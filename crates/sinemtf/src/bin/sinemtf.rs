//! sinemtf CLI: generate sine MTF charts and analyze photographs of them.

use clap::{Args, Parser, Subcommand};
use sinemtf::aruco::builtins::{builtin_dictionary, DEFAULT_DICTIONARY};
use sinemtf::aruco::Dictionary;
use sinemtf::core::ChartDescription;
use sinemtf::print::BlankText;
use sinemtf::{generate_chart, run_analysis, AnalyzeConfig, ChartSpec};
use std::path::{Path, PathBuf};

type CliError = Box<dyn std::error::Error>;
type CliResult<T> = Result<T, CliError>;

#[derive(Parser)]
#[command(name = "sinemtf")]
#[command(about = "Sine-chart MTF measurement: chart generation and photo analysis")]
#[command(version)]
struct Cli {
    /// Log debug output from every pipeline stage.
    #[arg(short, long, global = true)]
    verbose: bool,

    #[command(subcommand)]
    command: Commands,
}

#[derive(Subcommand)]
enum Commands {
    /// Render a chart bitmap and its description from a chart spec.
    Generate(GenerateArgs),

    /// Measure MTF in a photograph described by an analysis config.
    Analyze {
        /// Analysis config (JSON). Relative paths inside are resolved
        /// against the config's directory.
        #[arg(long)]
        config: PathBuf,
    },

    /// Print a summary of a chart description.
    Describe {
        #[arg(long)]
        description: PathBuf,
    },
}

#[derive(Debug, Clone, Args)]
struct GenerateArgs {
    /// Chart spec (JSON).
    #[arg(long)]
    spec: PathBuf,

    /// Output chart bitmap (PNG).
    #[arg(long)]
    out_png: PathBuf,

    /// Output chart description (JSON).
    #[arg(long)]
    out_json: PathBuf,

    /// Built-in dictionary (DICT_4X4_50, DICT_4X4_100) or a path to a
    /// dictionary JSON file. Other dictionaries, such as DICT_5X5_100, must be
    /// given as JSON.
    #[arg(long, default_value = DEFAULT_DICTIONARY)]
    dictionary: String,
}

fn main() -> CliResult<()> {
    let cli = Cli::parse();
    init_logging(cli.verbose);

    match cli.command {
        Commands::Generate(args) => run_generate(&args),
        Commands::Analyze { config } => run_analyze(&config),
        Commands::Describe { description } => run_describe(&description),
    }
}

fn init_logging(verbose: bool) {
    #[cfg(feature = "tracing")]
    {
        let _ = verbose;
        let _ = tracing_log::LogTracer::init();
        sinemtf::core::init_tracing(false);
    }
    #[cfg(not(feature = "tracing"))]
    {
        let level = if verbose {
            log::LevelFilter::Debug
        } else {
            log::LevelFilter::Info
        };
        let _ = sinemtf::core::init_with_level(level);
    }
}

// ── generate ───────────────────────────────────────────────────────────

fn load_dictionary(name_or_path: &str) -> CliResult<Dictionary> {
    if let Some(dict) = builtin_dictionary(name_or_path) {
        return Ok(dict);
    }
    let path = Path::new(name_or_path);
    if path.exists() {
        return Ok(Dictionary::load_json(path)?);
    }
    Err(format!("unknown dictionary `{name_or_path}` (not built in, no such file)").into())
}

fn run_generate(args: &GenerateArgs) -> CliResult<()> {
    let spec = ChartSpec::load_json(&args.spec)?;
    let dictionary = load_dictionary(&args.dictionary)?;
    let chart = generate_chart(&spec, &dictionary, &BlankText)?;
    chart.write(&args.out_png, &args.out_json)?;
    println!(
        "chart {}x{} px ({:.1} x {:.1} mm) -> {}, {}",
        chart.description.total_size_px.w,
        chart.description.total_size_px.h,
        chart.description.total_size_mm.w,
        chart.description.total_size_mm.h,
        args.out_png.display(),
        args.out_json.display()
    );
    Ok(())
}

// ── analyze ────────────────────────────────────────────────────────────

fn run_analyze(config_path: &Path) -> CliResult<()> {
    let mut config = AnalyzeConfig::load_json(config_path)?;
    if let Some(dir) = config_path.parent() {
        config.resolve_paths(dir);
    }
    let analysis = run_analysis(&config)?;

    let d = &analysis.report.diagnostics;
    println!(
        "fiducial {}: scale {:.4}, rotation {:.2}°, fit rms {:.3} px",
        analysis.fiducial_id,
        d.scale,
        d.rotation_rad.to_degrees(),
        d.rms_residual_px
    );
    println!(
        "reference: common {:.4}, differential {:.4}",
        analysis.report.modes.common, analysis.report.modes.differential
    );
    for r in &analysis.report.results {
        println!("{:>8.2} lp/mm  MTF {:.4}", r.lpmm, r.mtf);
    }
    if config.output_path.is_none() {
        println!("{}", serde_json::to_string_pretty(&analysis)?);
    }
    Ok(())
}

// ── describe ───────────────────────────────────────────────────────────

fn run_describe(path: &Path) -> CliResult<()> {
    let d = ChartDescription::load_json(path)?;
    d.validate()?;
    println!("chart description {}", path.display());
    println!(
        "  size:        {} x {} px, {:.2} x {:.2} mm",
        d.total_size_px.w, d.total_size_px.h, d.total_size_mm.w, d.total_size_mm.h
    );
    if let Some(dpi) = d.dpi {
        println!("  dpi:         {dpi}");
    }
    println!(
        "  fiducial:    id {} in {}, {:.3} mm wide",
        d.fiducial.id,
        d.dictionary.as_deref().unwrap_or("unknown dictionary"),
        d.fiducial.physical_width_mm
    );
    let list: Vec<String> = d
        .sine_block
        .frequencies_lpmm
        .iter()
        .map(|f| format!("{f}"))
        .collect();
    println!("  frequencies: {} lp/mm", list.join(", "));
    let pitch = d.fiducial.pixel_pitch_mm();
    for (lpmm, tile) in d.sine_block.tiles() {
        let period_px = 1.0 / (lpmm * pitch);
        println!(
            "    {lpmm:>6.2} lp/mm: {:.0} x {:.0} px, {period_px:.2} px per period",
            tile.width, tile.height
        );
    }
    Ok(())
}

» WHAT THE TASK ASKS:
Give back the entire listing verbatim.

» RESPONSE TO THE TASK:
filename crates/sinemtf/src/bin/sinemtf.rs
//! sinemtf CLI: generate sine MTF charts and analyze photographs of them.

use clap::{Args, Parser, Subcommand};
use sinemtf::aruco::builtins::{builtin_dictionary, DEFAULT_DICTIONARY};
use sinemtf::aruco::Dictionary;
use sinemtf::core::ChartDescription;
use sinemtf::print::BlankText;
use sinemtf::{generate_chart, run_analysis, AnalyzeConfig, ChartSpec};
use std::path::{Path, PathBuf};

type CliError = Box<dyn std::error::Error>;
type CliResult<T> = Result<T, CliError>;

#[derive(Parser)]
#[command(name = "sinemtf")]
#[command(about = "Sine-chart MTF measurement: chart generation and photo analysis")]
#[command(version)]
struct Cli {
    /// Log debug output from every pipeline stage.
    #[arg(short, long, global = true)]
    verbose: bool,

    #[command(subcommand)]
    command: Commands,
}

#[derive(Subcommand)]
enum Commands {
    /// Render a chart bitmap and its description from a chart spec.
    Generate(GenerateArgs),

    /// Measure MTF in a photograph described by an analysis config.
    Analyze {
        /// Analysis config (JSON). Relative paths inside are resolved
        /// against the config's directory.
        #[arg(long)]
        config: PathBuf,
    },

    /// Print a summary of a chart description.
    Describe {
        #[arg(long)]
        description: PathBuf,
    },
}

#[derive(Debug, Clone, Args)]
struct GenerateArgs {
    /// Chart spec (JSON).
    #[arg(long)]
    spec: PathBuf,

    /// Output chart bitmap (PNG).
    #[arg(long)]
    out_png: PathBuf,

    /// Output chart description (JSON).
    #[arg(long)]
    out_json: PathBuf,

    /// Built-in dictionary (DICT_4X4_50, DICT_4X4_100) or a path to a
    /// dictionary JSON file. Other dictionaries, such as DICT_5X5_100, must be
    /// given as JSON.
    #[arg(long, default_value = DEFAULT_DICTIONARY)]
    dictionary: String,
}

fn main() -> CliResult<()> {
    let cli = Cli::parse();
    init_logging(cli.verbose);

    match cli.command {
        Commands::Generate(args) => run_generate(&args),
        Commands::Analyze { config } => run_analyze(&config),
        Commands::Describe { description } => run_describe(&description),
    }
}

fn init_logging(verbose: bool) {
    #[cfg(feature = "tracing")]
    {
        let _ = verbose;
        let _ = tracing_log::LogTracer::init();
        sinemtf::core::init_tracing(false);
    }
    #[cfg(not(feature = "tracing"))]
    {
        let level = if verbose {
            log::LevelFilter::Debug
        } else {
            log::LevelFilter::Info
        };
        let _ = sinemtf::core::init_with_level(level);
    }
}

// ── generate ───────────────────────────────────────────────────────────

fn load_dictionary(name_or_path: &str) -> CliResult<Dictionary> {
    if let Some(dict) = builtin_dictionary(name_or_path) {
        return Ok(dict);
    }
    let path = Path::new(name_or_path);
    if path.exists() {
        return Ok(Dictionary::load_json(path)?);
    }
    Err(format!("unknown dictionary `{name_or_path}` (not built in, no such file)").into())
}

fn run_generate(args: &GenerateArgs) -> CliResult<()> {
    let spec = ChartSpec::load_json(&args.spec)?;
    let dictionary = load_dictionary(&args.dictionary)?;
    let chart = generate_chart(&spec, &dictionary, &BlankText)?;
    chart.write(&args.out_png, &args.out_json)?;
    println!(
        "chart {}x{} px ({:.1} x {:.1} mm) -> {}, {}",
        chart.description.total_size_px.w,
        chart.description.total_size_px.h,
        chart.description.total_size_mm.w,
        chart.description.total_size_mm.h,
        args.out_png.display(),
        args.out_json.display()
    );
    Ok(())
}

// ── analyze ────────────────────────────────────────────────────────────

fn run_analyze(config_path: &Path) -> CliResult<()> {
    let mut config = AnalyzeConfig::load_json(config_path)?;
    if let Some(dir) = config_path.parent() {
        config.resolve_paths(dir);
    }
    let analysis = run_analysis(&config)?;

    let d = &analysis.report.diagnostics;
    println!(
        "fiducial {}: scale {:.4}, rotation {:.2}°, fit rms {:.3} px",
        analysis.fiducial_id,
        d.scale,
        d.rotation_rad.to_degrees(),
        d.rms_residual_px
    );
    println!(
        "reference: common {:.4}, differential {:.4}",
        analysis.report.modes.common, analysis.report.modes.differential
    );
    for r in &analysis.report.results {
        println!("{:>8.2} lp/mm  MTF {:.4}", r.lpmm, r.mtf);
    }
    if config.output_path.is_none() {
        println!("{}", serde_json::to_string_pretty(&analysis)?);
    }
    Ok(())
}

// ── describe ───────────────────────────────────────────────────────────

fn run_describe(path: &Path) -> CliResult<()> {
    let d = ChartDescription::load_json(path)?;
    d.validate()?;
    println!("chart description {}", path.display());
    println!(
        "  size:        {} x {} px, {:.2} x {:.2} mm",
        d.total_size_px.w, d.total_size_px.h, d.total_size_mm.w, d.total_size_mm.h
    );
    if let Some(dpi) = d.dpi {
        println!("  dpi:         {dpi}");
    }
    println!(
        "  fiducial:    id {} in {}, {:.3} mm wide",
        d.fiducial.id,
        d.dictionary.as_deref().unwrap_or("unknown dictionary"),
        d.fiducial.physical_width_mm
    );
    let list: Vec<String> = d
        .sine_block
        .frequencies_lpmm
        .iter()
        .map(|f| format!("{f}"))
        .collect();
    println!("  frequencies: {} lp/mm", list.join(", "));
    let pitch = d.fiducial.pixel_pitch_mm();
    for (lpmm, tile) in d.sine_block.tiles() {
        let period_px = 1.0 / (lpmm * pitch);
        println!(
            "    {lpmm:>6.2} lp/mm: {:.0} x {:.0} px, {period_px:.2} px per period",
            tile.width, tile.height
        );
    }
    Ok(())
}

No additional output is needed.